* _EXERCISE_:
The listing that follows should be copied in full, exactly as written.

* _EXERCISE MATERIAL_:
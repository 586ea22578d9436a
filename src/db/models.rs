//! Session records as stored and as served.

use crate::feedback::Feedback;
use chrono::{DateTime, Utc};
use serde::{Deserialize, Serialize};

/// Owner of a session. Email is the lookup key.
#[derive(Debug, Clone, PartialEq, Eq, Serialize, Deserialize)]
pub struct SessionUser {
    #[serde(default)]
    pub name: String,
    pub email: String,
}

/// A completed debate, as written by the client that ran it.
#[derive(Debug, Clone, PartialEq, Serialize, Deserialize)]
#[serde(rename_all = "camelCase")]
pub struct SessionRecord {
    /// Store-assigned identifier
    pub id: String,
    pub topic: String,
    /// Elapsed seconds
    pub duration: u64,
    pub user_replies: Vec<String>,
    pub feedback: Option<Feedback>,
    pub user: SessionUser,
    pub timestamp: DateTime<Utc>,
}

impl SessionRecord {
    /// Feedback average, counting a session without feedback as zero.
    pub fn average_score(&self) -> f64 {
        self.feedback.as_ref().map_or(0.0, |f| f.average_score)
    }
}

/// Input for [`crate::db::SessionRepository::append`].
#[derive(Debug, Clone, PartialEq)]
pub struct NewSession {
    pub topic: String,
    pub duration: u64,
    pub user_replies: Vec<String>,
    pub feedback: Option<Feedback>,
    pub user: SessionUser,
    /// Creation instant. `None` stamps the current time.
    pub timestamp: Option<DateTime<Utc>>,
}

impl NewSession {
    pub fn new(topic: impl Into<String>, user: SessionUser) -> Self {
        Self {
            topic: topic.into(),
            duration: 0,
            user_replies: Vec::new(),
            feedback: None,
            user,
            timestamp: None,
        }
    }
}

* _RESULT BELOW_:
repository 586ea22578d9436a
filename src/db/models.rs
//! Session records as stored and as served.

use crate::feedback::Feedback;
use chrono::{DateTime, Utc};
use serde::{Deserialize, Serialize};

/// Owner of a session. Email is the lookup key.
#[derive(Debug, Clone, PartialEq, Eq, Serialize, Deserialize)]
pub struct SessionUser {
    #[serde(default)]
    pub name: String,
    pub email: String,
}

/// A completed debate, as written by the client that ran it.
#[derive(Debug, Clone, PartialEq, Serialize, Deserialize)]
#[serde(rename_all = "camelCase")]
pub struct SessionRecord {
    /// Store-assigned identifier
    pub id: String,
    pub topic: String,
    /// Elapsed seconds
    pub duration: u64,
    pub user_replies: Vec<String>,
    pub feedback: Option<Feedback>,
    pub user: SessionUser,
    pub timestamp: DateTime<Utc>,
}

impl SessionRecord {
    /// Feedback average, counting a session without feedback as zero.
    pub fn average_score(&self) -> f64 {
        self.feedback.as_ref().map_or(0.0, |f| f.average_score)
    }
}

/// Input for [`crate::db::SessionRepository::append`].
#[derive(Debug, Clone, PartialEq)]
pub struct NewSession {
    pub topic: String,
    pub duration: u64,
    pub user_replies: Vec<String>,
    pub feedback: Option<Feedback>,
    pub user: SessionUser,
    /// Creation instant. `None` stamps the current time.
    pub timestamp: Option<DateTime<Utc>>,
}

impl NewSession {
    pub fn new(topic: impl Into<String>, user: SessionUser) -> Self {
        Self {
            topic: topic.into(),
            duration: 0,
            user_replies: Vec::new(),
            feedback: None,
            user,
            timestamp: None,
        }
    }
}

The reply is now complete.